------ SUPPLIED ENTRIES
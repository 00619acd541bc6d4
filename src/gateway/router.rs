//! Conversation mode router: decides what happens to a coalesced turn.
//!
//! Order is fixed: block list, pause, handoff intent, active survey, survey
//! keyword, responder. The first match wins.

use super::{handoff::HandoffManager, settings::SettingsCache, survey::SurveyEngine};
use concierge_core::{
    message::OutgoingMessage,
    phone::ConversationKey,
    traits::{BlockList, Channel, Responder},
};
use std::collections::HashMap;
use std::sync::{Arc, Mutex};
use tracing::{debug, error, info, warn};

/// What the router did with a turn.
#[derive(Debug, Clone, PartialEq, Eq)]
pub enum RouteOutcome {
    Blocked,
    Paused,
    /// Handoff acknowledged; the ack text was already delivered.
    HandedOff(String),
    /// Reply from an in-progress survey.
    Survey(String),
    SurveyStarted(String),
    Responded(String),
    /// The responder failed; nothing was sent.
    Failed,
}

impl RouteOutcome {
    /// Text still to be delivered to the sender.
    fn pending_reply(&self) -> Option<&str> {
        match self {
            Self::Survey(r) | Self::SurveyStarted(r) | Self::Responded(r) => Some(r),
            _ => None,
        }
    }
}

pub struct ModeRouter {
    block_list: Arc<dyn BlockList>,
    handoff: Arc<HandoffManager>,
    surveys: Arc<SurveyEngine>,
    settings: Arc<SettingsCache>,
    responder: Arc<dyn Responder>,
    locks: Mutex<HashMap<ConversationKey, Arc<tokio::sync::Mutex<()>>>>,
}

impl ModeRouter {
    pub fn new(
        block_list: Arc<dyn BlockList>,
        handoff: Arc<HandoffManager>,
        surveys: Arc<SurveyEngine>,
        settings: Arc<SettingsCache>,
        responder: Arc<dyn Responder>,
    ) -> Self {
        Self {
            block_list,
            handoff,
            surveys,
            settings,
            responder,
            locks: Mutex::new(HashMap::new()),
        }
    }

    /// Route one turn and deliver its reply. Turns for the same key are
    /// serialized.
    pub async fn handle(
        &self,
        key: &ConversationKey,
        text: &str,
        channel: &dyn Channel,
        reply_target: &str,
    ) -> RouteOutcome {
        let lock = self.key_lock(key);
        let outcome = {
            let _guard = lock.lock().await;
            let outcome = self.route(key, text, channel, reply_target).await;
            if let Some(reply) = outcome.pending_reply() {
                if let Err(e) = channel.send(OutgoingMessage::to(reply_target, reply)).await {
                    warn!("[{key}] reply delivery failed: {e}");
                }
            }
            outcome
        };
        self.release_lock(key, lock);
        outcome
    }

    async fn route(
        &self,
        key: &ConversationKey,
        text: &str,
        channel: &dyn Channel,
        reply_target: &str,
    ) -> RouteOutcome {
        match self.block_list.is_blocked(key).await {
            Ok(true) => {
                debug!("[{key}] sender blocked, dropping turn");
                return RouteOutcome::Blocked;
            }
            Ok(false) => {}
            Err(e) => warn!("[{key}] block list lookup failed, treating as not blocked: {e}"),
        }

        if self.handoff.is_paused(key) {
            debug!("[{key}] conversation paused for a human, dropping turn");
            return RouteOutcome::Paused;
        }

        let settings = self.settings.current().await;

        if settings.handoff.enabled && settings.handoff.matches(text) {
            self.handoff
                .trigger(key, text, &settings.handoff, channel, reply_target)
                .await;
            return RouteOutcome::HandedOff(settings.handoff.ack_message);
        }

        if let Some(step) = self.surveys.answer(key, text).await {
            return RouteOutcome::Survey(step.reply);
        }

        if settings.survey.enabled && settings.survey.is_trigger(text) {
            if let Some(opening) = self.surveys.start(key, settings.questions, &settings.survey) {
                return RouteOutcome::SurveyStarted(opening);
            }
        }

        match self.responder.respond(text, key).await {
            Ok(reply) => {
                info!("[{key}] responded ({} chars)", reply.chars().count());
                RouteOutcome::Responded(reply)
            }
            Err(e) => {
                error!("[{key}] responder failed: {e}");
                RouteOutcome::Failed
            }
        }
    }

    fn key_lock(&self, key: &ConversationKey) -> Arc<tokio::sync::Mutex<()>> {
        let mut locks = self.locks.lock().unwrap_or_else(|p| p.into_inner());
        Arc::clone(locks.entry(key.clone()).or_default())
    }

    /// Forget the key's lock once nobody else holds or waits on it.
    fn release_lock(&self, key: &ConversationKey, lock: Arc<tokio::sync::Mutex<()>>) {
        let mut locks = self.locks.lock().unwrap_or_else(|p| p.into_inner());
        // One reference in the map, one here.
        if Arc::strong_count(&lock) <= 2 {
            locks.remove(key);
        }
    }

    #[cfg(test)]
    fn tracked_locks(&self) -> usize {
        self.locks.lock().unwrap().len()
    }
}

#[cfg(test)]
mod tests {
    use super::*;
    use crate::gateway::testing::{
        EchoResponder, MemoryBlockList, MemorySurveyResults, RecordingChannel, StaticConfigSource,
    };
    use concierge_core::config::{HandoffConfig, PhoneConfig, SurveyConfig};

    const CUSTOMER: &str = "56911112222";
    const ADMIN: &str = "56900000000";

    struct Harness {
        router: ModeRouter,
        channel: RecordingChannel,
        handoff: Arc<HandoffManager>,
        surveys: Arc<SurveyEngine>,
        results: Arc<MemorySurveyResults>,
        source: Arc<StaticConfigSource>,
        settings: Arc<SettingsCache>,
    }

    fn harness_with(block_list: MemoryBlockList, questions: &[&str]) -> Harness {
        harness_from(block_list, StaticConfigSource::with_questions(questions))
    }

    fn harness_from(block_list: MemoryBlockList, source: StaticConfigSource) -> Harness {
        let source = Arc::new(source);
        let handoff_cfg = HandoffConfig {
            admin_phone: ADMIN.to_string(),
            ack_message: "Un agente te contactará.".to_string(),
            admin_template: "{phone}: {message}".to_string(),
            ..Default::default()
        };
        let survey_cfg = SurveyConfig {
            keyword: "encuesta".to_string(),
            welcome_message: "Bienvenido".to_string(),
            thank_you_message: "Gracias".to_string(),
            ..Default::default()
        };
        let settings = Arc::new(SettingsCache::new(handoff_cfg, survey_cfg, source.clone()));
        let results = Arc::new(MemorySurveyResults::default());
        let handoff = Arc::new(HandoffManager::new(PhoneConfig::default()));
        let surveys = Arc::new(SurveyEngine::new(results.clone()));
        let router = ModeRouter::new(
            Arc::new(block_list),
            handoff.clone(),
            surveys.clone(),
            settings.clone(),
            Arc::new(EchoResponder),
        );
        Harness {
            router,
            channel: RecordingChannel::default(),
            handoff,
            surveys,
            results,
            source,
            settings,
        }
    }

    fn harness() -> Harness {
        harness_with(MemoryBlockList::default(), &["Q1", "Q2", "Q3"])
    }

    fn key() -> ConversationKey {
        ConversationKey::from_canonical(CUSTOMER)
    }

    impl Harness {
        async fn turn(&self, text: &str) -> RouteOutcome {
            self.router.handle(&key(), text, &self.channel, CUSTOMER).await
        }
    }

    #[tokio::test]
    async fn test_plain_turn_goes_to_responder() {
        let h = harness();
        assert_eq!(
            h.turn("Hola quiero comprar").await,
            RouteOutcome::Responded("echo: Hola quiero comprar".to_string())
        );
        assert_eq!(h.channel.texts_to(CUSTOMER), vec!["echo: Hola quiero comprar"]);
        assert_eq!(h.router.tracked_locks(), 0);
    }

    #[tokio::test]
    async fn test_blocked_sender_is_dropped() {
        let blocks = MemoryBlockList::default();
        blocks.keys.lock().unwrap().insert(CUSTOMER.to_string());
        let h = harness_with(blocks, &["Q1"]);

        assert_eq!(h.turn("quiero hablar con un agente").await, RouteOutcome::Blocked);
        assert!(h.channel.sent().is_empty());
        assert!(!h.handoff.is_paused(&key()));
    }

    #[tokio::test]
    async fn test_block_lookup_failure_fails_open() {
        let h = harness_with(MemoryBlockList::broken(), &["Q1"]);
        assert!(matches!(h.turn("hola").await, RouteOutcome::Responded(_)));
    }

    #[tokio::test]
    async fn test_handoff_then_silence() {
        let h = harness();

        let outcome = h.turn("Necesito HABLAR CON UN AGENTE por favor").await;
        assert_eq!(
            outcome,
            RouteOutcome::HandedOff("Un agente te contactará.".to_string())
        );
        assert!(h.handoff.is_paused(&key()));
        assert_eq!(h.channel.texts_to(CUSTOMER), vec!["Un agente te contactará."]);
        assert_eq!(
            h.channel.texts_to(ADMIN),
            vec!["56911112222: Necesito HABLAR CON UN AGENTE por favor"]
        );

        // Every turn while paused is dropped without a reply.
        assert_eq!(h.turn("¿hola?").await, RouteOutcome::Paused);
        assert_eq!(h.turn("encuesta").await, RouteOutcome::Paused);
        assert_eq!(h.channel.sent().len(), 2);

        assert!(h.handoff.resume(&key()));
        assert!(matches!(h.turn("hola").await, RouteOutcome::Responded(_)));
    }

    #[tokio::test]
    async fn test_handoff_survives_absurd_pause_override() {
        let source = StaticConfigSource {
            handoff: vec![(
                "pause_minutes".to_string(),
                "10000000000000".to_string(),
            )],
            ..StaticConfigSource::with_questions(&["Q1"])
        };
        let h = harness_from(MemoryBlockList::default(), source);

        let outcome = h.turn("quiero hablar con un agente").await;
        assert!(matches!(outcome, RouteOutcome::HandedOff(_)));
        assert!(h.handoff.is_paused(&key()));
        assert_eq!(h.settings.current().await.handoff.pause_minutes, 30);
    }

    #[tokio::test]
    async fn test_handoff_beats_active_survey() {
        let h = harness();
        h.turn("encuesta").await;
        assert!(h.surveys.is_active(&key()));

        assert!(matches!(
            h.turn("mejor hablar con un agente").await,
            RouteOutcome::HandedOff(_)
        ));
        // The survey is untouched, just unreachable while paused.
        assert!(h.surveys.is_active(&key()));
    }

    #[tokio::test]
    async fn test_survey_flow_end_to_end() {
        let h = harness();

        assert_eq!(
            h.turn("  ENCUESTA ").await,
            RouteOutcome::SurveyStarted("Bienvenido\n\nQ1".to_string())
        );

        // Questions edited mid-survey do not affect the running session.
        *h.source.questions.lock().unwrap() = vec!["X1".to_string()];
        h.settings.invalidate().await;

        assert_eq!(h.turn("a1").await, RouteOutcome::Survey("Q2".to_string()));
        // The keyword is just an answer while a survey runs.
        assert_eq!(h.turn("encuesta").await, RouteOutcome::Survey("Q3".to_string()));
        assert_eq!(h.turn("a3").await, RouteOutcome::Survey("Gracias".to_string()));

        let rows = h.results.rows.lock().unwrap().clone();
        assert_eq!(rows.len(), 1);
        assert_eq!(rows[0].1, vec!["a1", "encuesta", "a3"]);

        assert_eq!(
            h.channel.texts_to(CUSTOMER),
            vec!["Bienvenido\n\nQ1", "Q2", "Q3", "Gracias"]
        );

        // Next turn is back to normal handling.
        assert!(matches!(h.turn("hola").await, RouteOutcome::Responded(_)));
    }

    #[tokio::test]
    async fn test_keyword_inside_sentence_does_not_start_survey() {
        let h = harness();
        assert!(matches!(
            h.turn("quiero responder la encuesta").await,
            RouteOutcome::Responded(_)
        ));
        assert!(!h.surveys.is_active(&key()));
    }

    #[tokio::test]
    async fn test_survey_without_questions_falls_through() {
        let h = harness_with(MemoryBlockList::default(), &[]);
        assert_eq!(
            h.turn("encuesta").await,
            RouteOutcome::Responded("echo: encuesta".to_string())
        );
        assert!(!h.surveys.is_active(&key()));
    }

    #[tokio::test]
    async fn test_reply_delivery_failure_keeps_outcome() {
        let h = harness();
        h.channel.fail_for(CUSTOMER);
        assert!(matches!(h.turn("hola").await, RouteOutcome::Responded(_)));
        assert!(h.channel.sent().is_empty());
    }

    #[tokio::test]
    async fn test_concurrent_turns_for_same_key_are_serialized() {
        let h = Arc::new(harness());
        h.turn("encuesta").await;

        let mut tasks = Vec::new();
        for i in 0..3 {
            let h = Arc::clone(&h);
            tasks.push(tokio::spawn(async move { h.turn(&format!("a{i}")).await }));
        }
        for t in tasks {
            t.await.unwrap();
        }

        // Three answers, one completed survey, no lost or doubled answers.
        let rows = h.results.rows.lock().unwrap().clone();
        assert_eq!(rows.len(), 1);
        let mut answers = rows[0].1.clone();
        answers.sort();
        assert_eq!(answers, vec!["a0", "a1", "a2"]);
        assert_eq!(h.router.tracked_locks(), 0);
    }
}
------------
The string "contactará" may appear on lines of the data above; give the number of those lines and nothing more.

SOLUTION TO THIS EXERCISE: 3